Hemolytic anemia and acute renal failure associated with temafloxacin‐dependent antibodies

Quinine‐ingestion has been associated with immune‐mediated recurrent pancytopenia, hemolysis, and renal failure. The structure of fluoroquinolone antibiotics is similar to the structure of quinine. Over a 3 month period, three patients at our institution developed hemolysis and renal failure following ingestion of the fluoroquinolone antibiotic temafloxacin. Two of the three patients required hemodialysis. Following withdrawal from the drug, the hemolysis resolved and the renal function eventually returned to normal in all three patients.

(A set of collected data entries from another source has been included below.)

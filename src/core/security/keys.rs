// Copyright (c) 2026 Groupledger
// Licensed under the Apache License, Version 2.0 (the "License");
// you may not use this file except in compliance with the License.
// You may obtain a copy of the License at
//     http://www.apache.org/licenses/LICENSE-2.0
// Unless required by applicable law or agreed to in writing, software
// distributed under the License is distributed on an "AS IS" BASIS,
// WITHOUT WARRANTIES OR CONDITIONS OF ANY KIND, either express or implied.
// See the License for the specific language governing permissions and
// limitations under the License.

#![forbid(unsafe_code)]
#![warn(missing_docs)]

//! Ed25519 participant keys.
//!
//! A private key is kept as its 32-byte seed and expanded into a `ring` key pair
//! on demand. The seed is zeroized when the key is dropped.

use ring::{
    rand::{SecureRandom, SystemRandom},
    signature::{Ed25519KeyPair, KeyPair, UnparsedPublicKey, ED25519},
};
use std::fmt;
use thiserror::Error;
use zeroize::{Zeroize, ZeroizeOnDrop};

use crate::core::types::{PublicKey, Signature};

/// Key errors.
#[derive(Clone, Debug, PartialEq, Eq, Error)]
pub enum KeyError {
    #[error("invalid key encoding")]
    InvalidKey,
    #[error("crypto")]
    Crypto,
    #[error("bad signature")]
    BadSignature,
}

/// Ed25519 private key (seed form).
#[derive(Clone, Zeroize, ZeroizeOnDrop)]
pub struct PrivateKey {
    seed: [u8; 32],
}

impl PrivateKey {
    /// Wrap an existing 32-byte seed.
    pub fn from_seed(seed: [u8; 32]) -> Self {
        Self { seed }
    }

    /// Fresh key from the system RNG.
    pub fn generate() -> Result<Self, KeyError> {
        let rng = SystemRandom::new();
        let mut seed = [0u8; 32];
        rng.fill(&mut seed).map_err(|_| KeyError::Crypto)?;
        let key = Self { seed };
        seed.zeroize();
        Ok(key)
    }

    /// Raw seed bytes, for key files.
    pub fn seed_bytes(&self) -> &[u8; 32] {
        &self.seed
    }

    fn keypair(&self) -> Result<Ed25519KeyPair, KeyError> {
        Ed25519KeyPair::from_seed_unchecked(&self.seed).map_err(|_| KeyError::InvalidKey)
    }

    /// Derive the public key.
    pub fn public_key(&self) -> Result<PublicKey, KeyError> {
        let kp = self.keypair()?;
        let mut out = [0u8; 32];
        out.copy_from_slice(kp.public_key().as_ref());
        Ok(PublicKey::from_bytes(out))
    }

    /// Sign message bytes.
    pub fn sign(&self, msg: &[u8]) -> Result<Signature, KeyError> {
        let kp = self.keypair()?;
        Ok(Signature(kp.sign(msg).as_ref().to_vec()))
    }
}

impl fmt::Debug for PrivateKey {
    fn fmt(&self, f: &mut fmt::Formatter<'_>) -> fmt::Result {
        f.write_str("PrivateKey(<redacted>)")
    }
}

/// Verify `sig` over `msg` against a raw public key.
pub fn verify(public_key: &PublicKey, msg: &[u8], sig: &Signature) -> Result<(), KeyError> {
    // ring requires signature length 64 for Ed25519
    if sig.0.len() != 64 {
        return Err(KeyError::BadSignature);
    }
    let pk = UnparsedPublicKey::new(&ED25519, public_key.as_bytes());
    pk.verify(msg, &sig.0).map_err(|_| KeyError::BadSignature)
}
// Copyright (c) 2026 Groupledger
// Licensed under the Apache License, Version 2.0 (the "License");
// you may not use this file except in compliance with the License.
// You may obtain a copy of the License at
//     http://www.apache.org/licenses/LICENSE-2.0
// Unless required by applicable law or agreed to in writing, software
// distributed under the License is distributed on an "AS IS" BASIS,
// WITHOUT WARRANTIES OR CONDITIONS OF ANY KIND, either express or implied.
// See the License for the specific language governing permissions and
// limitations under the License.

#![forbid(unsafe_code)]
#![warn(missing_docs)]

//! Authenticated binary Merkle trie.
//!
//! Keys are routed by the bits of `H(key)`, most significant bit first. A subtree
//! holding a single leaf collapses to that leaf, so the shape depends only on the
//! key set, never on insertion order.
//!
//! leaf  = H( "Groupledger-Trie-Leaf-v1" || H(key) || H(value) )
//! inner = H( "Groupledger-Trie-Node-v1" || left || right )
//! empty = ZERO
//!
//! Subtrees may be known only by hash (`Pruned`). Light clients start from a single
//! pruned root and widen their view by merging proofs, which are themselves pruned
//! trees.

use crate::core::types::{decode_canonical_limited, encode_canonical, sha256, CodecError, H256};
use serde::{Deserialize, Serialize};
use std::sync::Arc;
use thiserror::Error;

const LEAF_DOMAIN: &[u8] = b"Groupledger-Trie-Leaf-v1";
const NODE_DOMAIN: &[u8] = b"Groupledger-Trie-Node-v1";

/// Maximum depth of an inner node (one level per path bit).
pub const MAX_DEPTH: usize = 256;

const SNAPSHOT_VERSION: u32 = 1;

/// Trie errors.
#[derive(Clone, Debug, PartialEq, Eq, Error)]
pub enum TrieError {
    /// The lookup reached a subtree known only by its hash.
    #[error("subtree pruned")]
    Pruned,
    #[error("key path collision")]
    PathCollision,
    #[error("subtree hash mismatch")]
    HashMismatch,
    /// Snapshot export/import on a trie with pruned subtrees.
    #[error("trie contains pruned subtrees")]
    Incomplete,
    #[error("malformed node encoding")]
    Malformed,
    #[error("codec: {0}")]
    Codec(#[from] CodecError),
}

/// Shared trie node handle.
pub type NodeRef = Arc<Node>;

/// Trie node with its cached hash.
#[derive(Debug)]
pub struct Node {
    hash: H256,
    kind: NodeKind,
}

#[derive(Debug)]
enum NodeKind {
    Empty,
    /// Known only by hash.
    Pruned,
    Leaf { key: Vec<u8>, value: Vec<u8> },
    /// Branch on one path bit; `left` is bit 0.
    Inner { left: NodeRef, right: NodeRef },
}

fn hash_leaf(key: &[u8], value: &[u8]) -> H256 {
    let hk = sha256(key);
    let hv = sha256(value);
    let mut buf = Vec::with_capacity(LEAF_DOMAIN.len() + 32 + 32);
    buf.extend_from_slice(LEAF_DOMAIN);
    buf.extend_from_slice(hk.as_bytes());
    buf.extend_from_slice(hv.as_bytes());
    sha256(&buf)
}

fn hash_node(left: &H256, right: &H256) -> H256 {
    let mut buf = Vec::with_capacity(NODE_DOMAIN.len() + 32 + 32);
    buf.extend_from_slice(NODE_DOMAIN);
    buf.extend_from_slice(left.as_bytes());
    buf.extend_from_slice(right.as_bytes());
    sha256(&buf)
}

impl Node {
    /// Empty trie.
    pub fn empty() -> NodeRef {
        Arc::new(Node {
            hash: H256::ZERO,
            kind: NodeKind::Empty,
        })
    }

    /// Subtree known only by `hash`. The zero hash is the empty trie.
    pub fn pruned(hash: H256) -> NodeRef {
        if hash.is_zero() {
            return Self::empty();
        }
        Arc::new(Node {
            hash,
            kind: NodeKind::Pruned,
        })
    }

    fn leaf(key: Vec<u8>, value: Vec<u8>) -> NodeRef {
        Arc::new(Node {
            hash: hash_leaf(&key, &value),
            kind: NodeKind::Leaf { key, value },
        })
    }

    fn inner(left: NodeRef, right: NodeRef) -> NodeRef {
        Arc::new(Node {
            hash: hash_node(&left.hash, &right.hash),
            kind: NodeKind::Inner { left, right },
        })
    }

    /// Subtree hash.
    pub fn hash(&self) -> H256 {
        self.hash
    }

    /// True if no pruned subtree remains below this node.
    pub fn is_complete(&self) -> bool {
        match &self.kind {
            NodeKind::Pruned => false,
            NodeKind::Inner { left, right } => left.is_complete() && right.is_complete(),
            NodeKind::Empty | NodeKind::Leaf { .. } => true,
        }
    }
}

fn path_of(key: &[u8]) -> H256 {
    sha256(key)
}

fn bit(path: &H256, depth: usize) -> bool {
    (path.as_bytes()[depth / 8] >> (7 - depth % 8)) & 1 == 1
}

/// Look up `key`. `Ok(None)` is a proven absence.
pub fn get(root: &NodeRef, key: &[u8]) -> Result<Option<Vec<u8>>, TrieError> {
    let path = path_of(key);
    let mut node = root;
    let mut depth = 0usize;
    loop {
        match &node.kind {
            NodeKind::Empty => return Ok(None),
            NodeKind::Pruned => return Err(TrieError::Pruned),
            NodeKind::Leaf { key: k, value } => {
                return Ok((k.as_slice() == key).then(|| value.clone()));
            }
            NodeKind::Inner { left, right } => {
                if depth >= MAX_DEPTH {
                    return Err(TrieError::Malformed);
                }
                node = if bit(&path, depth) { right } else { left };
                depth += 1;
            }
        }
    }
}

/// Insert or overwrite `key`, returning the new root. The old root is untouched.
pub fn set(root: &NodeRef, key: &[u8], value: &[u8]) -> Result<NodeRef, TrieError> {
    let path = path_of(key);
    set_at(root, key, &path, value, 0)
}

fn set_at(
    node: &NodeRef,
    key: &[u8],
    path: &H256,
    value: &[u8],
    depth: usize,
) -> Result<NodeRef, TrieError> {
    match &node.kind {
        NodeKind::Empty => Ok(Node::leaf(key.to_vec(), value.to_vec())),
        NodeKind::Pruned => Err(TrieError::Pruned),
        NodeKind::Leaf { key: existing, .. } => {
            let fresh = Node::leaf(key.to_vec(), value.to_vec());
            if existing.as_slice() == key {
                return Ok(fresh);
            }
            split(node.clone(), &path_of(existing), fresh, path, depth)
        }
        NodeKind::Inner { left, right } => {
            if depth >= MAX_DEPTH {
                return Err(TrieError::Malformed);
            }
            if bit(path, depth) {
                Ok(Node::inner(
                    left.clone(),
                    set_at(right, key, path, value, depth + 1)?,
                ))
            } else {
                Ok(Node::inner(
                    set_at(left, key, path, value, depth + 1)?,
                    right.clone(),
                ))
            }
        }
    }
}

/// Push two leaves down until their paths diverge.
fn split(
    a: NodeRef,
    path_a: &H256,
    b: NodeRef,
    path_b: &H256,
    depth: usize,
) -> Result<NodeRef, TrieError> {
    if depth >= MAX_DEPTH {
        return Err(TrieError::PathCollision);
    }
    match (bit(path_a, depth), bit(path_b, depth)) {
        (false, true) => Ok(Node::inner(a, b)),
        (true, false) => Ok(Node::inner(b, a)),
        (false, false) => Ok(Node::inner(
            split(a, path_a, b, path_b, depth + 1)?,
            Node::empty(),
        )),
        (true, true) => Ok(Node::inner(
            Node::empty(),
            split(a, path_a, b, path_b, depth + 1)?,
        )),
    }
}

/// Build a pruned tree revealing the lookup paths of `keys` (inclusion or exclusion).
/// Requires the paths to be fully known locally.
pub fn prove(root: &NodeRef, keys: &[&[u8]]) -> Result<NodeRef, TrieError> {
    let paths: Vec<H256> = keys.iter().map(|k| path_of(k)).collect();
    prune(root, &paths, 0)
}

fn prune(node: &NodeRef, paths: &[H256], depth: usize) -> Result<NodeRef, TrieError> {
    if paths.is_empty() {
        return Ok(match node.kind {
            NodeKind::Empty => node.clone(),
            _ => Node::pruned(node.hash),
        });
    }
    match &node.kind {
        NodeKind::Empty | NodeKind::Leaf { .. } => Ok(node.clone()),
        NodeKind::Pruned => Err(TrieError::Pruned),
        NodeKind::Inner { left, right } => {
            if depth >= MAX_DEPTH {
                return Err(TrieError::Malformed);
            }
            let (right_paths, left_paths): (Vec<H256>, Vec<H256>) =
                paths.iter().copied().partition(|p| bit(p, depth));
            Ok(Node::inner(
                prune(left, &left_paths, depth + 1)?,
                prune(right, &right_paths, depth + 1)?,
            ))
        }
    }
}

/// Union of two views of the same trie.
///
/// Both roots must carry the same hash. A pruned node yields to the other side, so
/// the result is at least as complete as either input. Any disagreement fails the
/// whole merge.
pub fn merge(a: &NodeRef, b: &NodeRef) -> Result<NodeRef, TrieError> {
    if a.hash != b.hash {
        return Err(TrieError::HashMismatch);
    }
    match (&a.kind, &b.kind) {
        (NodeKind::Pruned, _) => Ok(b.clone()),
        (_, NodeKind::Pruned) => Ok(a.clone()),
        (
            NodeKind::Inner {
                left: al,
                right: ar,
            },
            NodeKind::Inner {
                left: bl,
                right: br,
            },
        ) => Ok(Node::inner(merge(al, bl)?, merge(ar, br)?)),
        // Equal hashes over complete nodes.
        _ => Ok(a.clone()),
    }
}

/// Pre-order wire form shared by proofs and snapshots.
#[derive(Debug, Serialize, Deserialize)]
enum WireNode {
    Empty,
    Pruned(H256),
    Leaf { key: Vec<u8>, value: Vec<u8> },
    Inner,
}

#[derive(Debug, Serialize, Deserialize)]
struct SnapshotWire {
    version: u32,
    nodes: Vec<WireNode>,
}

fn flatten(node: &NodeRef, out: &mut Vec<WireNode>) {
    match &node.kind {
        NodeKind::Empty => out.push(WireNode::Empty),
        NodeKind::Pruned => out.push(WireNode::Pruned(node.hash)),
        NodeKind::Leaf { key, value } => out.push(WireNode::Leaf {
            key: key.clone(),
            value: value.clone(),
        }),
        NodeKind::Inner { left, right } => {
            out.push(WireNode::Inner);
            flatten(left, out);
            flatten(right, out);
        }
    }
}

fn rebuild<I>(it: &mut I, depth: usize, allow_pruned: bool) -> Result<NodeRef, TrieError>
where
    I: Iterator<Item = WireNode>,
{
    match it.next().ok_or(TrieError::Malformed)? {
        WireNode::Empty => Ok(Node::empty()),
        WireNode::Pruned(h) => {
            if !allow_pruned {
                return Err(TrieError::Incomplete);
            }
            Ok(Node::pruned(h))
        }
        WireNode::Leaf { key, value } => Ok(Node::leaf(key, value)),
        WireNode::Inner => {
            if depth >= MAX_DEPTH {
                return Err(TrieError::Malformed);
            }
            let left = rebuild(it, depth + 1, allow_pruned)?;
            let right = rebuild(it, depth + 1, allow_pruned)?;
            Ok(Node::inner(left, right))
        }
    }
}

fn rebuild_all(nodes: Vec<WireNode>, allow_pruned: bool) -> Result<NodeRef, TrieError> {
    let mut it = nodes.into_iter();
    let root = rebuild(&mut it, 0, allow_pruned)?;
    if it.next().is_some() {
        return Err(TrieError::Malformed);
    }
    Ok(root)
}

/// Serialize a (pruned) tree for transport.
pub fn encode_proof(root: &NodeRef) -> Result<Vec<u8>, TrieError> {
    let mut nodes = Vec::new();
    flatten(root, &mut nodes);
    Ok(encode_canonical(&nodes)?)
}

/// Decode a proof produced by [`encode_proof`]. Hashes are recomputed from content.
pub fn decode_proof(bytes: &[u8], max: usize) -> Result<NodeRef, TrieError> {
    let nodes: Vec<WireNode> = decode_canonical_limited(bytes, max)?;
    rebuild_all(nodes, true)
}

/// Serialize a complete trie.
pub fn export_snapshot(root: &NodeRef) -> Result<Vec<u8>, TrieError> {
    if !root.is_complete() {
        return Err(TrieError::Incomplete);
    }
    let mut nodes = Vec::new();
    flatten(root, &mut nodes);
    Ok(encode_canonical(&SnapshotWire {
        version: SNAPSHOT_VERSION,
        nodes,
    })?)
}

/// Load a snapshot produced by [`export_snapshot`].
pub fn import_snapshot(bytes: &[u8], max: usize) -> Result<NodeRef, TrieError> {
    let snap: SnapshotWire = decode_canonical_limited(bytes, max)?;
    if snap.version != SNAPSHOT_VERSION {
        return Err(TrieError::Malformed);
    }
    rebuild_all(snap.nodes, false)
}
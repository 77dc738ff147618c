// Copyright (c) 2026 Groupledger
// Licensed under the Apache License, Version 2.0 (the "License");
// you may not use this file except in compliance with the License.
// You may obtain a copy of the License at
//     http://www.apache.org/licenses/LICENSE-2.0
// Unless required by applicable law or agreed to in writing, software
// distributed under the License is distributed on an "AS IS" BASIS,
// WITHOUT WARRANTIES OR CONDITIONS OF ANY KIND, either express or implied.
// See the License for the specific language governing permissions and
// limitations under the License.

#![forbid(unsafe_code)]
#![warn(missing_docs)]

//! Working state and the per-block validate/apply engine.
//!
//! `State::apply` leaves `self` in an unspecified intermediate state on error, so it
//! is only ever run on a private clone that is discarded unless every step passes.

use crate::core::ledger::block::{Block, StateProof};
use crate::core::ledger::change::Change;
use crate::core::ledger::error::LedgerError;
use crate::core::ledger::group::{
    authorize_group_change, GroupSharedKey, GroupSharedKeyRef, GroupState, GroupStateRef,
    Participant,
};
use crate::core::state::kv::KeyValueState;
use crate::core::types::{PublicKey, H256};

/// How value writes reach the key-value state.
#[derive(Clone, Copy, Debug, PartialEq, Eq)]
pub enum Materialization {
    /// Replay every write against a fully known trie and check the resulting root.
    Full,
    /// Trust the block's declared root. Used by replicas holding only commitments;
    /// later reads may fail until proofs covering the key are merged.
    Trusted,
}

/// Key-value handle plus the current roster and shared key.
#[derive(Clone, Debug)]
pub struct State {
    kv: KeyValueState,
    group_state: GroupStateRef,
    shared_key: GroupSharedKeyRef,
    has_group_state_change: bool,
    has_shared_key_change: bool,
}

impl Default for State {
    fn default() -> Self {
        Self::create_empty()
    }
}

impl State {
    /// No values, no group, no shared key.
    pub fn create_empty() -> Self {
        Self::new(
            KeyValueState::empty(),
            GroupState::empty_state(),
            GroupSharedKey::empty_shared_key(),
        )
    }

    /// Assemble a state.
    pub fn new(
        kv: KeyValueState,
        group_state: GroupStateRef,
        shared_key: GroupSharedKeyRef,
    ) -> Self {
        Self {
            kv,
            group_state,
            shared_key,
            has_group_state_change: false,
            has_shared_key_change: false,
        }
    }

    /// Key-value handle.
    pub fn kv(&self) -> &KeyValueState {
        &self.kv
    }

    pub(crate) fn kv_mut(&mut self) -> &mut KeyValueState {
        &mut self.kv
    }

    /// Current roster.
    pub fn group_state(&self) -> GroupStateRef {
        self.group_state.clone()
    }

    /// Current shared key.
    pub fn shared_key(&self) -> GroupSharedKeyRef {
        self.shared_key.clone()
    }

    /// Write one value.
    pub fn set_value(&mut self, key: &[u8], value: &[u8]) -> Result<(), LedgerError> {
        Ok(self.kv.set_value(key, value)?)
    }

    /// Jump to a declared root without replaying writes.
    pub fn set_value_fast(&mut self, kv_hash: H256) {
        self.kv = KeyValueState::from_root_hash(kv_hash);
    }

    /// Replace the roster on behalf of `actor`. Nothing changes on error.
    pub fn set_group_state(
        &mut self,
        group_state: GroupStateRef,
        actor: &Participant,
    ) -> Result<(), LedgerError> {
        authorize_group_change(&self.group_state, &group_state, actor)?;
        self.group_state = group_state;
        Ok(())
    }

    /// Reset to the canonical empty shared key.
    pub fn clear_shared_key(&mut self) {
        self.shared_key = GroupSharedKey::empty_shared_key();
    }

    /// Install a shared key. Only one key per roster: the previous one must have been
    /// cleared by a group change first.
    pub fn set_shared_key(&mut self, shared_key: GroupSharedKeyRef) -> Result<(), LedgerError> {
        if !self.shared_key.is_empty() {
            return Err(LedgerError::InvalidSharedKey("shared key is already set"));
        }
        shared_key.check_destinations(&self.group_state)?;
        self.shared_key = shared_key;
        Ok(())
    }

    pub(crate) fn begin_block(&mut self) {
        self.has_group_state_change = false;
        self.has_shared_key_change = false;
    }

    /// Genesis only: stand in a one-member group so the first block can be
    /// authorized by its own signer.
    pub(crate) fn bootstrap_genesis(&mut self, signer: PublicKey) {
        if self.group_state.is_empty() {
            self.group_state = GroupState::bootstrap(signer);
        }
    }

    /// Apply one change with `actor` as the acting participant.
    pub fn apply_change(
        &mut self,
        change: &Change,
        actor: &Participant,
        mode: Materialization,
    ) -> Result<(), LedgerError> {
        match change {
            Change::SetValue { key, value } => match mode {
                Materialization::Full => self.set_value(key, value),
                Materialization::Trusted => Ok(()),
            },
            Change::SetGroupState { group_state } => {
                self.has_group_state_change = true;
                self.set_group_state(group_state.clone(), actor)?;
                // A secret shared with the old roster is void for the new one.
                self.clear_shared_key();
                Ok(())
            }
            Change::SetSharedKey { shared_key } => {
                self.has_shared_key_change = true;
                self.set_shared_key(shared_key.clone())
            }
        }
    }

    /// Check `proof` against the live state using this block's change flags.
    pub fn validate_state(&self, proof: &StateProof) -> Result<(), LedgerError> {
        if !proof.kv_hash.ct_eq(&self.kv.root_hash()) {
            return Err(LedgerError::StateHashMismatch);
        }

        match (&proof.group_state, self.has_group_state_change) {
            (Some(_), true) => {
                return Err(LedgerError::InvalidStateProofGroup(
                    "group state must be omitted when the block changes it",
                ))
            }
            (None, false) => {
                return Err(LedgerError::InvalidStateProofGroup(
                    "group state must be provided when the block does not change it",
                ))
            }
            (Some(group), false) if **group != *self.group_state => {
                return Err(LedgerError::InvalidStateProofGroup("group state differs"))
            }
            _ => {}
        }

        let key_changed = self.has_group_state_change || self.has_shared_key_change;
        match (&proof.shared_key, key_changed) {
            (Some(_), true) => Err(LedgerError::InvalidStateProofSecret(
                "shared key must be omitted when the block changes it",
            )),
            (None, false) => Err(LedgerError::InvalidStateProofSecret(
                "shared key must be provided when the block does not change it",
            )),
            (Some(key), false) if **key != *self.shared_key => {
                Err(LedgerError::InvalidStateProofSecret("shared key differs"))
            }
            _ => Ok(()),
        }
    }

    fn resolve_signer(&self, block: &Block) -> Result<Participant, LedgerError> {
        match &block.signer {
            Some(public_key) => self
                .group_state
                .participant_by_key(public_key)
                .cloned()
                .ok_or(LedgerError::ParticipantNotFound),
            None => match self.group_state.participants.as_slice() {
                [only] => Ok(only.clone()),
                _ => Err(LedgerError::ParticipantNotFound),
            },
        }
    }

    /// Trusted mode: keep local trie knowledge when the block's writes replay onto it
    /// and land on the declared root; otherwise fall back to a root-only handle.
    fn fast_forward(&mut self, block: &Block) {
        let declared = block.state_proof.kv_hash;
        let mut replayed = self.kv.clone();
        let replay = block.changes.iter().try_for_each(|change| match change {
            Change::SetValue { key, value } => replayed.set_value(key, value),
            Change::SetGroupState { .. } | Change::SetSharedKey { .. } => Ok(()),
        });
        if replay.is_ok() && replayed.root_hash() == declared {
            self.kv = replayed;
        } else {
            self.set_value_fast(declared);
        }
    }

    /// Validate and apply `block`: bootstrap, resolve signer, verify signature,
    /// replay changes, materialize the key-value root, check the state proof.
    pub fn apply(&mut self, block: &Block, mode: Materialization) -> Result<(), LedgerError> {
        if block.height == 0 {
            if let Some(signer) = block.signer {
                self.bootstrap_genesis(signer);
            }
        }

        // Permissions come from the roster as it was before this block.
        let actor = self.resolve_signer(block)?;
        block.verify_signature(&actor.public_key)?;

        self.begin_block();
        for change in block.changes.iter() {
            self.apply_change(change, &actor, mode)?;
        }
        if mode == Materialization::Trusted {
            self.fast_forward(block);
        }

        self.validate_state(&block.state_proof)
    }

    /// Seed a state from a single block, trusting its contents. Roster and shared key
    /// come from the block's own changes or, when unchanged, from its proof.
    pub fn create_from_block(
        block: &Block,
        snapshot: Option<&[u8]>,
        max_snapshot_bytes: usize,
    ) -> Result<Self, LedgerError> {
        let kv = match snapshot {
            Some(bytes) => {
                let kv = KeyValueState::from_snapshot(bytes, max_snapshot_bytes)?;
                if !kv.root_hash().ct_eq(&block.state_proof.kv_hash) {
                    return Err(LedgerError::StateHashMismatch);
                }
                kv
            }
            None => KeyValueState::from_root_hash(block.state_proof.kv_hash),
        };

        let mut group_state: Option<GroupStateRef> = None;
        let mut shared_key: Option<GroupSharedKeyRef> = None;

        if block.height == 0 {
            if let Some(signer) = block.signer {
                group_state = Some(GroupState::bootstrap(signer));
            }
        }
        for change in block.changes.iter() {
            match change {
                Change::SetValue { .. } => {}
                Change::SetGroupState { group_state: g } => {
                    group_state = Some(g.clone());
                    shared_key = Some(GroupSharedKey::empty_shared_key());
                }
                Change::SetSharedKey { shared_key: k } => shared_key = Some(k.clone()),
            }
        }
        if let Some(g) = &block.state_proof.group_state {
            group_state = Some(g.clone());
        }
        if let Some(k) = &block.state_proof.shared_key {
            shared_key = Some(k.clone());
        }

        let group_state =
            group_state.ok_or(LedgerError::InvalidStateProofGroup("no group state proof"))?;
        let shared_key =
            shared_key.ok_or(LedgerError::InvalidStateProofSecret("no shared key proof"))?;
        Ok(Self::new(kv, group_state, shared_key))
    }
}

One patient also had a transient mild thrombocytopenia. Sera from all three patients were tested for drug‐dependent antibodies to red blood cells, platelets, and neutrophils. Temafloxacin‐dependent red cell antibodies were detected in one patient, and temafloxacin‐dependent red cell and neutrophil antibodies were detected in a second patient. No temafloxacin‐dependent antibodies were detected in the third patient. Sera from all three patients were also tested for quinine and quinidine‐dependent antibodies to red cells, platelets, and neutrophils. Sera from the patient without temafloxacin‐dependent red cell antibodies reacted with red cells in the presence of quinine. These results suggest that, at least in some patients, the toxicities associated with temafloxacin are immune mediated. © 1994 Wiley‐Liss, Inc.